## Problem to work on
Where a line holds the word "value", copy that line from the data below.

************

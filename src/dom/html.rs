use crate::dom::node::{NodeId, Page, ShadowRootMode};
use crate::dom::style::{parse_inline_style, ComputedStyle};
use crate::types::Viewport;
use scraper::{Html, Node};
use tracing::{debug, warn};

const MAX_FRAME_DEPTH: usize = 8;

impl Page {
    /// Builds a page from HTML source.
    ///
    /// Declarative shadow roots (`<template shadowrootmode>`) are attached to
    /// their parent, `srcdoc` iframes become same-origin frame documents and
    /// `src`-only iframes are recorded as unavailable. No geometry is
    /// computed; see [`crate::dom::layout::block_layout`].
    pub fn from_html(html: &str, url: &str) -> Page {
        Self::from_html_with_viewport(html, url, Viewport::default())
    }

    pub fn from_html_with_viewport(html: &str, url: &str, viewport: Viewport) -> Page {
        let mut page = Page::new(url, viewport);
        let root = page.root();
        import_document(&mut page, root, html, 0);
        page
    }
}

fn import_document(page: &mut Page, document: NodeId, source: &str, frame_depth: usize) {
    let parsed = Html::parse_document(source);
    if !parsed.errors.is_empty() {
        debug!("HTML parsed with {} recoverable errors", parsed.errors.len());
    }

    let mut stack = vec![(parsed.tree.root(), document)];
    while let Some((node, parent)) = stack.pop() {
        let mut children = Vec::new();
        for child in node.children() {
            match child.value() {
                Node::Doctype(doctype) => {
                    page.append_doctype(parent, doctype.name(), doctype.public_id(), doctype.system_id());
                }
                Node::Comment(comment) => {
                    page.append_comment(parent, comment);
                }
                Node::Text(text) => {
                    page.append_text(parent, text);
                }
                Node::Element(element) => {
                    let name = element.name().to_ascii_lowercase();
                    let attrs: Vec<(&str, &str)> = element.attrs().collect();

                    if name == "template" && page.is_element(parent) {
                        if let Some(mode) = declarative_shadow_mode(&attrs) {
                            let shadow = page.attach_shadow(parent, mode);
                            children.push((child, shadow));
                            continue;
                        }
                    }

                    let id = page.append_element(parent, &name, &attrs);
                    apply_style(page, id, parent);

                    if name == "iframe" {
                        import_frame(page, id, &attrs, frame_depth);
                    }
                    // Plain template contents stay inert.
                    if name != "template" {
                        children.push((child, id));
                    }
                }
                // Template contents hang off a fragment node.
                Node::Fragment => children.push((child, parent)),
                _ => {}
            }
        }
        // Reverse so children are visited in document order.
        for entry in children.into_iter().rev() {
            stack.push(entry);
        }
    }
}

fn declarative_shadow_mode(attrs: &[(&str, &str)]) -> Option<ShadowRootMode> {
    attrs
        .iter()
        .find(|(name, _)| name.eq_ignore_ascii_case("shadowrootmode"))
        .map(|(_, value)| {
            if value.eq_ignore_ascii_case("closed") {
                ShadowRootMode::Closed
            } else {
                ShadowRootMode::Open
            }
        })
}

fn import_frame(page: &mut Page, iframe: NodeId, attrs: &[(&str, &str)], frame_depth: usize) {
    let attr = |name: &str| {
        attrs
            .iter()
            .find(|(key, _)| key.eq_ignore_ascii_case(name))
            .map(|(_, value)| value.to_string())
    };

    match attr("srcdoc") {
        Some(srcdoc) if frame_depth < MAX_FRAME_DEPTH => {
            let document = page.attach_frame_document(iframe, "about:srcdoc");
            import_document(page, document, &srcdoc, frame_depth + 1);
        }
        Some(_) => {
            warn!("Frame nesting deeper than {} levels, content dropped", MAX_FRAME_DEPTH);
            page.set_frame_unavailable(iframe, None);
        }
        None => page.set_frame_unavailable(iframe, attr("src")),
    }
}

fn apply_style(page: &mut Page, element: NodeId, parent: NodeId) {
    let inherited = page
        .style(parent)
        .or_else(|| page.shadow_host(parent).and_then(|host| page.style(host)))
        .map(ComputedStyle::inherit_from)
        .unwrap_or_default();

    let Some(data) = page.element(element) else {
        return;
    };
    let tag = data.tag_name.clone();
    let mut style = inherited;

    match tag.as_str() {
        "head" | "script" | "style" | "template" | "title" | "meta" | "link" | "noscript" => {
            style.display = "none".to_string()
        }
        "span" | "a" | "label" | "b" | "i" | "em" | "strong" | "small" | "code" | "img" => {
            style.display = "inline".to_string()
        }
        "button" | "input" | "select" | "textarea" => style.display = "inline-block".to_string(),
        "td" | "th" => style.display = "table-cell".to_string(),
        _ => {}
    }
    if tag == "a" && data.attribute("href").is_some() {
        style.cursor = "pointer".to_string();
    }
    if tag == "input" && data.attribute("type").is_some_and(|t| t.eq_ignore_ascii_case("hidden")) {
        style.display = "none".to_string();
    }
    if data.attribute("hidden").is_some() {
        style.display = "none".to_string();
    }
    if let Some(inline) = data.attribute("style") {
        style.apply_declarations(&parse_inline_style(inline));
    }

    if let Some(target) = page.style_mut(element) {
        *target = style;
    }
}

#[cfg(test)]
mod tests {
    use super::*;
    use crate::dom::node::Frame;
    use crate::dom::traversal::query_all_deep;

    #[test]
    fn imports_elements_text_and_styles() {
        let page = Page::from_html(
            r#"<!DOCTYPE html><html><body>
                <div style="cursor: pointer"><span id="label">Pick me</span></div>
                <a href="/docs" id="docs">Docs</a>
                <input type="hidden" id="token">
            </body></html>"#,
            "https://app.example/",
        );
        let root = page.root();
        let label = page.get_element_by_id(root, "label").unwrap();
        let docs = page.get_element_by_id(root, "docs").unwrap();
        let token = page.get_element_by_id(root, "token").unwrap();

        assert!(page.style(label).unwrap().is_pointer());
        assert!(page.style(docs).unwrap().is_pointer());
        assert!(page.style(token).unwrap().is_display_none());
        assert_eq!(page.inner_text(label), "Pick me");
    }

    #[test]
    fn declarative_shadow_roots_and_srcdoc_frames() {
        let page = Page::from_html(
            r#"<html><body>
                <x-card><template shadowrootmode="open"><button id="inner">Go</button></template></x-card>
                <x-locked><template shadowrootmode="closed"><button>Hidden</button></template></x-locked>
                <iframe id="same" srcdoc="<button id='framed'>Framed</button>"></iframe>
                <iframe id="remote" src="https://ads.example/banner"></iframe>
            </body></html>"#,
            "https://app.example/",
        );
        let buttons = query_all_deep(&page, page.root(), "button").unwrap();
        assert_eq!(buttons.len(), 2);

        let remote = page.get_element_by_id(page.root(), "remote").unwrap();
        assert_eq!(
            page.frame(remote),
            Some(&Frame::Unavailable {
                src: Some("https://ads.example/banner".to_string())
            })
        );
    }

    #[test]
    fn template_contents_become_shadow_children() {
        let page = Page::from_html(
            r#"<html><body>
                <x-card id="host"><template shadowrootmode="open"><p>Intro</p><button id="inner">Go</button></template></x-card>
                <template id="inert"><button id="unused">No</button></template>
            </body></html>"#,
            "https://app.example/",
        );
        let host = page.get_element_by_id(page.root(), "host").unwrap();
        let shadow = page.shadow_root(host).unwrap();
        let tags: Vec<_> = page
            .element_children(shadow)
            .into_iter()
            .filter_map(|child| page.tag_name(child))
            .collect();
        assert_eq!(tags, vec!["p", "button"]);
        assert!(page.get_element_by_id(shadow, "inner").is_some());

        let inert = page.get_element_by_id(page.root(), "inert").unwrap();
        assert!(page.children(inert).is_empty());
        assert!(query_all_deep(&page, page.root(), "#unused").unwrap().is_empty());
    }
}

************

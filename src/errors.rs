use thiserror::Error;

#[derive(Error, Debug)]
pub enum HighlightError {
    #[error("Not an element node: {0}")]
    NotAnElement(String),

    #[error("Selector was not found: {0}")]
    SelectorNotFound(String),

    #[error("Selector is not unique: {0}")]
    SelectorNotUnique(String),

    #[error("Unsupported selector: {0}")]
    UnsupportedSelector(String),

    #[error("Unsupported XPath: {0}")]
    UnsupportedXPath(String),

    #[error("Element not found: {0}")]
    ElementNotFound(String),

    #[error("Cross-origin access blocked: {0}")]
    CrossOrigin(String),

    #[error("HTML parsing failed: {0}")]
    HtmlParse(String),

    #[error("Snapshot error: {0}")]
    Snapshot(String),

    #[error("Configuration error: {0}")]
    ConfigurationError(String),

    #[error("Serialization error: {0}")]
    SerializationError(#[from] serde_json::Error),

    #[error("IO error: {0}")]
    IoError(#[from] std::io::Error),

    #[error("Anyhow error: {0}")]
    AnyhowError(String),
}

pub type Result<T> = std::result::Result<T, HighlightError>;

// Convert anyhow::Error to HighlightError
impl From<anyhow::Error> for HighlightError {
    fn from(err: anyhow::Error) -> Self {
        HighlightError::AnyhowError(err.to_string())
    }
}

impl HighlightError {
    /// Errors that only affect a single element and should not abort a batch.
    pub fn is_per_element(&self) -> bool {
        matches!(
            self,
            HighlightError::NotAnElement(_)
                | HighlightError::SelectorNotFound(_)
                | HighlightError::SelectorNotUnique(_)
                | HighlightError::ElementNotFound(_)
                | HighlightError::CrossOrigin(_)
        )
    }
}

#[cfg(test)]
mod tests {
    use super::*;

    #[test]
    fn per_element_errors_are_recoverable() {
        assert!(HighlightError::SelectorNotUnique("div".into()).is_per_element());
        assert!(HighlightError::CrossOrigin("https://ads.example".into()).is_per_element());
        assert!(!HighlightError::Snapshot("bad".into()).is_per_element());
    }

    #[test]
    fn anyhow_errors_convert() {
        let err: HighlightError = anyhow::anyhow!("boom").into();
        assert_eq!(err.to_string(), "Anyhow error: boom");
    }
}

************

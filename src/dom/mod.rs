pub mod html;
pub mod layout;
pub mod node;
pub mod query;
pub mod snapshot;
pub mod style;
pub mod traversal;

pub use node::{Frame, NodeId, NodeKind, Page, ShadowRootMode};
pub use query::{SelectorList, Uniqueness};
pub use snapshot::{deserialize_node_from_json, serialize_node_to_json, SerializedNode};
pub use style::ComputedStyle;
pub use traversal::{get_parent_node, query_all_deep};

************

## Expected output
            match child.value() {
        .map(|(_, value)| {
            if value.eq_ignore_ascii_case("closed") {
            .map(|(_, value)| value.to_string())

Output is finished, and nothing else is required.